- Records excerpted from a collection
=== Section Start ===

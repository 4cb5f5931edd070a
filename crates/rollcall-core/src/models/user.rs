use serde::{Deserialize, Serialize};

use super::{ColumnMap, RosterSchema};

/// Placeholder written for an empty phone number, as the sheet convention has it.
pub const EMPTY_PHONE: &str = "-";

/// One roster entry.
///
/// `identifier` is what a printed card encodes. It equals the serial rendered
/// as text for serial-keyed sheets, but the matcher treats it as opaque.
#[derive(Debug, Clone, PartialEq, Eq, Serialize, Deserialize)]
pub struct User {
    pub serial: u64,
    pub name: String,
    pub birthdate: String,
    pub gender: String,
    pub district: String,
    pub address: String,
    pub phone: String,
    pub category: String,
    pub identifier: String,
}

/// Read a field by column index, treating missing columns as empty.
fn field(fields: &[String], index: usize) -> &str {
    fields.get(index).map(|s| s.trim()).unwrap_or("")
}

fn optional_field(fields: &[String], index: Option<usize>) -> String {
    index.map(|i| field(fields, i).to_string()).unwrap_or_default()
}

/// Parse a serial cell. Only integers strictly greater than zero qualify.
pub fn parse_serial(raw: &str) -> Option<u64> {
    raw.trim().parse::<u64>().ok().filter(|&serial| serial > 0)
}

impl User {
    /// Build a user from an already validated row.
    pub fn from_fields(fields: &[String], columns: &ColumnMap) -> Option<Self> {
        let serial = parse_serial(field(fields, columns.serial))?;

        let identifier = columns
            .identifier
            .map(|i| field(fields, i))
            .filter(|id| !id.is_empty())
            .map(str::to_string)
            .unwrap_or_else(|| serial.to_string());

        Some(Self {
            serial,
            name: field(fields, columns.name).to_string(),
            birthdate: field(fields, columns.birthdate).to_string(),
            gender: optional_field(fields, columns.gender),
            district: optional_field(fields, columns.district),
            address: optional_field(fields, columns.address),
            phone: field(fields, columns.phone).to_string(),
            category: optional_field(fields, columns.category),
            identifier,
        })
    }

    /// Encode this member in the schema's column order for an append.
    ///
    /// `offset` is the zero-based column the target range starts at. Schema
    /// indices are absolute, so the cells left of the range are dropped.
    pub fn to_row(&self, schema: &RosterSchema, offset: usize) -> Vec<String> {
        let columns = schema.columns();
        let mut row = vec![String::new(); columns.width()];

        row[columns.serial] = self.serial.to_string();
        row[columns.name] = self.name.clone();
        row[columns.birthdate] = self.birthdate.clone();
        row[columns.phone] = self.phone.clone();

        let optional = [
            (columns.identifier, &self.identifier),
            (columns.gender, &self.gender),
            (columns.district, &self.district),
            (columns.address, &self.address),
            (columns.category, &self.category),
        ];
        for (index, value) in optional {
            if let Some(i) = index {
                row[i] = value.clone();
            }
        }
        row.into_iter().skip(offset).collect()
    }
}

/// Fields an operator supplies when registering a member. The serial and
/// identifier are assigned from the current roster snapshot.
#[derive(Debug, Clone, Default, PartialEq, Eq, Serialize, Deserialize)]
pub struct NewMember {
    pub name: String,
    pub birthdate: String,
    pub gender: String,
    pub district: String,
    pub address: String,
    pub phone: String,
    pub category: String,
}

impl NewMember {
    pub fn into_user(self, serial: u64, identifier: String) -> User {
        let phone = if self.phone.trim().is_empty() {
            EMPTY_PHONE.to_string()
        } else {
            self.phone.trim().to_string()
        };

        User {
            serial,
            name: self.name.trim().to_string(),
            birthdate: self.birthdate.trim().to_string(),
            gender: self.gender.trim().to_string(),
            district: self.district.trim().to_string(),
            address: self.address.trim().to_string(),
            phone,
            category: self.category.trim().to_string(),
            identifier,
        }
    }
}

=== Section End ===

- WHAT THE EXERCISE ASKS
Count the lines in the entries where the string "value" appears, and report only the number.

- EXPECTED OUTPUT
2